Pfizer, the pharmaceutical giant, is facing growing pressure from activist investor Starboard Value to revitalize its struggling share price and refine its strategic focus. Starboard, having built a $1 billion stake in Pfizer, equivalent to about 0.6% of the company’s $165 billion market value, is pushing for significant change.
The pressure on Pfizer’s leadership intensified when Starboard’s significant investment was revealed. CEO Albert Bourla and at least one other director are scheduled to meet with Starboard next week to discuss the activist investor’s turnaround plans. Starboard, led by CEO Jeff Smith, has prepared a detailed strategy outlining its vision for Pfizer’s future.
This move comes as Pfizer’s stock has fallen over 30% in the past two years, dropping below pre-pandemic levels. Critics argue that Pfizer mismanaged its $92 billion COVID-19 windfall, particularly pointing to a costly $70 billion acquisition spree that has failed to boost the company’s valuation.
Adding to the pressure, two former Pfizer executives, ex-CEO Ian Read and former CFO Frank D’Amelio, are reportedly collaborating with Starboard. The duo has reached out to several Pfizer directors, urging them to consider working with the activist investor.
Analysts and investors are speculating about potential management changes, with some receptive to the idea. However, others caution that simply changing leadership might not be enough to address Pfizer’s challenges, emphasizing the importance of a robust drug pipeline for long-term success in the pharmaceutical industry.
Starboard is expected to push for a more focused development strategy and deeper cost cuts beyond the $5.5 billion reduction already announced by Pfizer through 2027. Critics argue that Pfizer’s recent acquisitions, spanning neuroscience, blood disorders, and cancer, lack a clear, cohesive focus.
Despite acknowledging missed earnings expectations and weak commercial performance, Bourla maintains that investors haven’t fully appreciated the potential value of recent acquisitions, such as the $43 billion Seagen deal.

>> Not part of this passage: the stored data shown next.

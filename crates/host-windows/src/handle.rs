use std::ffi::OsStr;
use std::io;
use std::iter;
use std::os::windows::ffi::OsStrExt;
use std::time::Duration;

use warden_host::{ControlsAccepted, Error, ServiceState, StatusReport, StatusSnapshot};
use windows_sys::Win32::Foundation::{
    ERROR_FAILED_SERVICE_CONTROLLER_CONNECT, ERROR_INVALID_SERVICE_CONTROL,
    ERROR_SERVICE_ALREADY_RUNNING, ERROR_SERVICE_CANNOT_ACCEPT_CTRL,
    ERROR_SERVICE_DOES_NOT_EXIST, ERROR_SERVICE_EXISTS, ERROR_SERVICE_MARKED_FOR_DELETE,
    ERROR_SERVICE_NOT_ACTIVE,
};
use windows_sys::Win32::System::Services::{
    CloseServiceHandle, SC_HANDLE, SERVICE_ACCEPT_STOP, SERVICE_CONTINUE_PENDING,
    SERVICE_PAUSE_PENDING, SERVICE_PAUSED, SERVICE_RUNNING, SERVICE_START_PENDING,
    SERVICE_STATUS, SERVICE_STOP_PENDING, SERVICE_STOPPED, SERVICE_WIN32_OWN_PROCESS,
};

/// Owned SCM handle, closed on drop.
#[derive(Debug)]
pub struct ScHandle(SC_HANDLE);

// SAFETY: SCM handles are not tied to the thread that opened them.
unsafe impl Send for ScHandle {}
// SAFETY: every use passes the handle by value to thread-safe SCM calls.
unsafe impl Sync for ScHandle {}

impl ScHandle {
    /// Wrap a handle returned by an SCM call, turning null into the last OS error.
    pub fn new(raw: SC_HANDLE) -> io::Result<Self> {
        if raw.is_null() {
            Err(io::Error::last_os_error())
        } else {
            Ok(Self(raw))
        }
    }

    pub const fn raw(&self) -> SC_HANDLE {
        self.0
    }
}

impl Drop for ScHandle {
    fn drop(&mut self) {
        // SAFETY: the handle is valid and owned by this value.
        unsafe {
            CloseServiceHandle(self.0);
        }
    }
}

/// Null-terminated UTF-16 copy of `s`.
pub fn wide(s: impl AsRef<OsStr>) -> Vec<u16> {
    s.as_ref().encode_wide().chain(iter::once(0)).collect()
}

fn os_code(e: &io::Error) -> u32 {
    #[allow(clippy::cast_sign_loss)]
    e.raw_os_error().map_or(0, |code| code as u32)
}

/// Translate an SCM failure into a host error.
pub fn scm_error(what: &'static str, name: &str, e: io::Error) -> Error {
    match os_code(&e) {
        ERROR_SERVICE_EXISTS => Error::AlreadyExists(name.to_string()),
        ERROR_SERVICE_DOES_NOT_EXIST | ERROR_SERVICE_MARKED_FOR_DELETE => {
            Error::NotFound(name.to_string())
        }
        ERROR_SERVICE_NOT_ACTIVE => Error::NotActive(name.to_string()),
        ERROR_SERVICE_ALREADY_RUNNING => Error::AlreadyRunning(name.to_string()),
        ERROR_INVALID_SERVICE_CONTROL | ERROR_SERVICE_CANNOT_ACCEPT_CTRL => {
            Error::ControlRejected(name.to_string())
        }
        #[allow(clippy::cast_possible_wrap)]
        ERROR_FAILED_SERVICE_CONTROLLER_CONNECT => {
            Error::NotUnderManager(ERROR_FAILED_SERVICE_CONTROLLER_CONNECT as i32)
        }
        _ => Error::Io(what, e),
    }
}

/// Snapshot of a `SERVICE_STATUS` returned by the SCM.
pub fn snapshot(status: &SERVICE_STATUS) -> warden_host::Result<StatusSnapshot> {
    let state = match status.dwCurrentState {
        SERVICE_START_PENDING | SERVICE_CONTINUE_PENDING => ServiceState::StartPending,
        SERVICE_RUNNING | SERVICE_PAUSE_PENDING | SERVICE_PAUSED => ServiceState::Running,
        SERVICE_STOP_PENDING => ServiceState::StopPending,
        SERVICE_STOPPED => ServiceState::Stopped,
        other => return Err(Error::UnknownState(other.to_string())),
    };

    Ok(StatusReport {
        state,
        controls_accepted: ControlsAccepted::with_stop(
            status.dwControlsAccepted & SERVICE_ACCEPT_STOP != 0,
        ),
        exit_code: status.dwWin32ExitCode,
        wait_hint: Duration::from_millis(u64::from(status.dwWaitHint)),
        checkpoint: status.dwCheckPoint,
    })
}

/// `SERVICE_STATUS` announcing `report` for an own-process service.
pub fn service_status(report: &StatusReport) -> SERVICE_STATUS {
    let current_state = match report.state {
        ServiceState::StartPending => SERVICE_START_PENDING,
        ServiceState::Running => SERVICE_RUNNING,
        ServiceState::StopPending => SERVICE_STOP_PENDING,
        ServiceState::Stopped => SERVICE_STOPPED,
    };

    SERVICE_STATUS {
        dwServiceType: SERVICE_WIN32_OWN_PROCESS,
        dwCurrentState: current_state,
        dwControlsAccepted: if report.controls_accepted.accepts_stop() {
            SERVICE_ACCEPT_STOP
        } else {
            0
        },
        dwWin32ExitCode: report.exit_code,
        dwServiceSpecificExitCode: 0,
        dwCheckPoint: report.checkpoint,
        dwWaitHint: u32::try_from(report.wait_hint.as_millis()).unwrap_or(u32::MAX),
    }
}

#[cfg(test)]
mod tests {
    use super::*;

    #[test]
    fn test_wide_is_terminated() {
        assert_eq!(wide("ab"), vec![u16::from(b'a'), u16::from(b'b'), 0]);
    }

    #[test]
    fn test_status_conversion() {
        let report = StatusReport {
            wait_hint: Duration::from_secs(2),
            checkpoint: 3,
            ..StatusReport::settled(ServiceState::StopPending)
        };

        let status = service_status(&report);
        assert_eq!(status.dwCurrentState, SERVICE_STOP_PENDING);
        assert_eq!(status.dwControlsAccepted, SERVICE_ACCEPT_STOP);
        assert_eq!(status.dwWaitHint, 2000);

        assert_eq!(snapshot(&status).unwrap(), report);
    }

    #[test]
    fn test_snapshot_reads_accepted_controls() {
        let mut status = service_status(&StatusReport::settled(ServiceState::Running));
        assert!(snapshot(&status).unwrap().controls_accepted.accepts_stop());

        status.dwControlsAccepted = 0;
        assert_eq!(
            snapshot(&status).unwrap().controls_accepted,
            ControlsAccepted::NONE
        );
    }

    #[test]
    fn test_scm_error_mapping() {
        #[allow(clippy::cast_possible_wrap)]
        let exists = io::Error::from_raw_os_error(ERROR_SERVICE_EXISTS as i32);
        assert!(matches!(
            scm_error("create", "svc1", exists),
            Error::AlreadyExists(name) if name == "svc1"
        ));
    }
}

In response to the mounting pressure, Bourla has shown signs of attentiveness to Wall Street critics. Earlier this year, he hired Andrew Baum, a former Pfizer critic at Citi, as chief strategy and innovation officer, in a move reminiscent of Novartis’ hiring of outspoken analyst Ronny Gal.
To streamline its operations, Pfizer recently divested a $3.3 billion stake in Haleon, reducing its shareholding from 22.6% to 15%. Despite these efforts, the company remains under pressure to deliver better financial returns and strategic clarity.
Pfizer’s stock closed on Tuesday at $29.18, down 0.068% during regular trading hours. However, in after-hours trading, the stock gained 0.31%. Year to date, Pfizer’s stock has fallen by 1.85%. The upcoming meeting between Pfizer and Starboard is expected to be closely watched by investors and analysts alike, as it could shape the future of the pharmaceutical giant.